# I don't use many power tools, I'm safer, right? No? Hello, is this thing on?



## ColonelTravis (Mar 19, 2013)

Even if you don't use much electricity in your shop, you need to think about preventing utterly stupid accidents, which is something I'm really good at not doing.

My workbench had been turning into a part-time storage table, I don't know why it took me until the other day to fix that nonsense. Oh wait, yeah I do. I'm a moron. So I put a little chisel storage rack on the back of my bench, that way I can reach over and grab a handle, not worry about poking myself with another chisel next to it, plus they won't roll off the table. Safe and practical! Today, I decided to add a shelf under the bench top to keep some things there that had been on top. While making the shelf, I was underneath the bench and lo and behold, I shifted around and banged my head straight into my largest chisel in the alleged safety storage system I'd thought was so clever. The best part - it had just been sharpened! One emergency room trip later and I had a staple in my head, thankfully it wasn't worse than one staple.

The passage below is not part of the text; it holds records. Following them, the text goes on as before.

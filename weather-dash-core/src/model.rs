use anyhow::{Context, Result};
use serde::{Deserialize, Serialize};

/// One current-conditions reading, as returned by WeatherAPI.com `current.json`.
#[derive(Debug, Clone, PartialEq, Serialize, Deserialize)]
pub struct WeatherReading {
    pub location_name: String,
    pub country: String,
    /// Provider local time, e.g. "2025-10-05 6:45".
    pub local_time_raw: String,
    pub temp_c: f64,
    pub feels_like_c: f64,
    pub condition_text: String,
    pub condition_icon_url: String,
    pub humidity_pct: u8,
    pub wind_kph: f64,
    pub wind_dir: String,
    pub pressure_mb: f64,
    pub vis_km: f64,
    pub dewpoint_c: f64,
    pub uv_index: f64,
    /// US EPA category (1..=6); absent when the provider sent no air-quality block.
    pub air_quality_index: Option<u8>,
}

impl WeatherReading {
    /// Decode a successful `current.json` body.
    pub fn from_json(body: &str) -> Result<Self> {
        let parsed: WaResponse =
            serde_json::from_str(body).context("Failed to parse WeatherAPI current JSON")?;

        Ok(parsed.into())
    }
}

impl From<WaResponse> for WeatherReading {
    fn from(parsed: WaResponse) -> Self {
        let WaResponse { location, current } = parsed;

        Self {
            location_name: location.name,
            country: location.country,
            local_time_raw: location.localtime,
            temp_c: current.temp_c,
            feels_like_c: current.feelslike_c,
            condition_text: current.condition.text,
            condition_icon_url: current.condition.icon,
            humidity_pct: current.humidity,
            wind_kph: current.wind_kph,
            wind_dir: current.wind_dir,
            pressure_mb: current.pressure_mb,
            vis_km: current.vis_km,
            dewpoint_c: current.dewpoint_c,
            uv_index: current.uv,
            air_quality_index: current.air_quality.and_then(|aq| aq.us_epa_index),
        }
    }
}

/// Extract `error.message` from an error body, if the provider sent one.
pub fn provider_error_message(body: &str) -> Option<String> {
    serde_json::from_str::<WaErrorResponse>(body)
        .ok()
        .and_then(|parsed| parsed.error)
        .and_then(|err| err.message)
}

#[derive(Debug, Deserialize)]
struct WaLocation {
    name: String,
    country: String,
    localtime: String,
}

#[derive(Debug, Deserialize)]
struct WaCondition {
    text: String,
    icon: String,
}

#[derive(Debug, Deserialize)]
struct WaAirQuality {
    #[serde(rename = "us-epa-index")]
    us_epa_index: Option<u8>,
}

#[derive(Debug, Deserialize)]
struct WaCurrent {
    temp_c: f64,
    feelslike_c: f64,
    condition: WaCondition,
    humidity: u8,
    wind_kph: f64,
    wind_dir: String,
    pressure_mb: f64,
    vis_km: f64,
    dewpoint_c: f64,
    uv: f64,
    air_quality: Option<WaAirQuality>,
}

#[derive(Debug, Deserialize)]
struct WaResponse {
    location: WaLocation,
    current: WaCurrent,
}

#[derive(Debug, Deserialize)]
struct WaErrorDetail {
    message: Option<String>,
}

#[derive(Debug, Deserialize)]
struct WaErrorResponse {
    error: Option<WaErrorDetail>,
}

#[cfg(test)]
pub(crate) mod fixtures {
    /// A trimmed `current.json` body for London with `aqi=yes`.
    pub const LONDON: &str = r#"{
        "location": {
            "name": "London",
            "region": "City of London, Greater London",
            "country": "United Kingdom",
            "localtime_epoch": 1759643100,
            "localtime": "2025-10-05 6:45"
        },
        "current": {
            "temp_c": 11.5,
            "feelslike_c": 9.4,
            "condition": {
                "text": "Partly cloudy",
                "icon": "//cdn.weatherapi.com/weather/64x64/day/116.png",
                "code": 1003
            },
            "humidity": 82,
            "wind_kph": 14.8,
            "wind_dir": "WSW",
            "pressure_mb": 1019.0,
            "vis_km": 10.0,
            "dewpoint_c": 8.6,
            "uv": 0.3,
            "air_quality": {
                "pm2_5": 6.1,
                "us-epa-index": 1,
                "gb-defra-index": 1
            }
        }
    }"#;

    /// Same reading without the `air_quality` block.
    pub const LONDON_NO_AQI: &str = r#"{
        "location": { "name": "London", "country": "United Kingdom", "localtime": "2025-10-05 6:45" },
        "current": {
            "temp_c": 11.5,
            "feelslike_c": 9.4,
            "condition": { "text": "Partly cloudy", "icon": "http://cdn.weatherapi.com/weather/64x64/day/116.png" },
            "humidity": 82,
            "wind_kph": 14.8,
            "wind_dir": "WSW",
            "pressure_mb": 1019.0,
            "vis_km": 6.5,
            "dewpoint_c": 8.6,
            "uv": 4.0
        }
    }"#;
}
use anyhow::{Context, Result};
use clap::{ArgAction, Parser, Subcommand};
use inquire::{Password, PasswordDisplayMode, Text};
use is_terminal::IsTerminal;
use std::{
    io::{self, Stdout},
    process::ExitCode,
};
use weather_dash_core::{
    Action, Config, Controller, Fetcher, FileStore, Outcome, ThemeManager, WeatherApiSource,
    fetch::TokioSleeper,
};

use crate::{dashboard::TerminalDashboard, session};

type TerminalController =
    Controller<WeatherApiSource, TokioSleeper, FileStore, TerminalDashboard<Stdout>>;

/// Top-level CLI struct.
#[derive(Debug, Parser)]
#[command(name = "weather-dash", version, about = "Current weather dashboard")]
pub struct Cli {
    /// Raise log verbosity (-v info, -vv debug). RUST_LOG takes precedence.
    #[arg(short, long, action = ArgAction::Count, global = true)]
    pub verbose: u8,

    /// Disable colored output.
    #[arg(long, global = true)]
    pub no_color: bool,

    #[command(subcommand)]
    pub command: Command,
}

#[derive(Debug, Subcommand)]
pub enum Command {
    /// Set the API key and the default city.
    Configure,

    /// Show current weather for a city once.
    Show {
        /// City name, e.g. "London" or "São Paulo".
        city: String,
    },

    /// Interactive dashboard; each entered line is a search.
    Dash {
        /// City loaded on start; defaults to the configured city.
        #[arg(long)]
        city: Option<String>,
    },

    /// Show or switch the light/dark theme.
    Theme {
        #[command(subcommand)]
        action: Option<ThemeCommand>,
    },
}

#[derive(Debug, Clone, Copy, Subcommand)]
pub enum ThemeCommand {
    /// Print the stored theme.
    Show,
    /// Switch between light and dark and remember the choice.
    Toggle,
}

impl Cli {
    pub async fn run(self) -> Result<ExitCode> {
        let color = !self.no_color && io::stdout().is_terminal();

        match self.command {
            Command::Configure => {
                configure()?;
            }
            Command::Show { city } => {
                let dashboard = TerminalDashboard::new(io::stdout(), color).without_theme_line();
                let mut controller = terminal_controller(&Config::load()?, dashboard)?;
                controller.on_load(None).await;

                if let Outcome::Failed(_) = controller.handle(Action::Search(city)).await {
                    return Ok(ExitCode::FAILURE);
                }
            }
            Command::Dash { city } => {
                let config = Config::load()?;
                let initial = city.as_deref().or(config.default_city());
                let dashboard = TerminalDashboard::new(io::stdout(), color);
                let mut controller = terminal_controller(&config, dashboard)?;

                session::run(&mut controller, initial).await?;
            }
            Command::Theme { action } => {
                let mut themes = ThemeManager::new(FileStore::open_default()?);

                match action.unwrap_or(ThemeCommand::Show) {
                    ThemeCommand::Show => {
                        themes.load_theme(&mut TerminalDashboard::new(io::stdout(), color));
                    }
                    ThemeCommand::Toggle => {
                        themes.load_theme(&mut TerminalDashboard::new(io::sink(), false));
                        themes.toggle_theme(&mut TerminalDashboard::new(io::stdout(), color));
                    }
                }
            }
        }

        Ok(ExitCode::SUCCESS)
    }
}

fn terminal_controller(
    config: &Config,
    dashboard: TerminalDashboard<Stdout>,
) -> Result<TerminalController> {
    let source = WeatherApiSource::new(config.api_key().to_owned(), config.base_url().to_owned());
    let store = FileStore::open_default()?;
    tracing::debug!(preferences = %store.path().display(), "Using preference store");

    Ok(Controller::new(
        Fetcher::new(source),
        ThemeManager::new(store),
        dashboard,
    ))
}

fn configure() -> Result<()> {
    let mut config = Config::load()?;

    let api_key = Password::new("WeatherAPI.com key:")
        .with_display_mode(PasswordDisplayMode::Masked)
        .without_confirmation()
        .with_help_message("Leave empty to use the bundled key")
        .prompt()
        .context("Failed to read API key")?;
    config.set_api_key(api_key);

    let city = Text::new("Default city:")
        .with_initial_value(config.default_city().unwrap_or_default())
        .with_help_message("Loaded when `weather-dash dash` starts; leave empty for none")
        .prompt()
        .context("Failed to read default city")?;
    config.set_default_city(city);

    config.save()?;
    println!("Saved configuration to {}", Config::config_file_path()?.display());

    Ok(())
}

#[cfg(test)]
mod tests {
    use super::*;

    #[test]
    fn parses_show_with_global_flags() {
        let cli = Cli::try_parse_from(["weather-dash", "show", "São Paulo", "-vv", "--no-color"])
            .expect("valid args");

        assert_eq!(cli.verbose, 2);
        assert!(cli.no_color);
        assert!(matches!(cli.command, Command::Show { city } if city == "São Paulo"));
    }

    #[test]
    fn theme_action_is_optional() {
        let cli = Cli::try_parse_from(["weather-dash", "theme"]).expect("valid args");
        assert!(matches!(cli.command, Command::Theme { action: None }));

        let cli = Cli::try_parse_from(["weather-dash", "theme", "toggle"]).expect("valid args");
        assert!(matches!(cli.command, Command::Theme { action: Some(ThemeCommand::Toggle) }));
    }

    #[test]
    fn dash_city_flag() {
        let cli = Cli::try_parse_from(["weather-dash", "dash", "--city", "Oslo"]).expect("valid args");
        assert!(matches!(cli.command, Command::Dash { city: Some(c) } if c == "Oslo"));
    }

    #[test]
    fn subcommand_is_required() {
        assert!(Cli::try_parse_from(["weather-dash"]).is_err());
    }
}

Anyway - just throwing this out there to be careful no matter what.


----------



## TheFridge (May 1, 2014)

Always use protection. It can prevent many types of accidents.


----------



## TheTurtleCarpenter (Jun 25, 2015)

Membership is Free ! unless you count bloodletting. You could have carterized it with some gunpowder and a match.


----------



## bandit571 (Jan 20, 2011)

Learned a while back…you do not wear Carpenter jeans when working near a bench vise's handles. If'n the loop doesn't get caught, those little pockets down the sides of the legs will…..kind of a "Wait-a-minute!" sort of thing.

Might want to wear some steel toed shoes, though. Chisels with round handles will roll off the bench…..and head for the floor sharp end first. Least air resistance that way. Do NOT try to catch it either…...oh you will, but with a shoe.


----------



## BurlyBob (Mar 13, 2012)

Sounds like your in pretty tight with one of my best friends…Murphy!


----------



## distrbd (Sep 14, 2011)

I have heard chisels can roll and do some damage on your toes but never thought they can also bust your head open,sorry Colonel but we're laughing with you not at you.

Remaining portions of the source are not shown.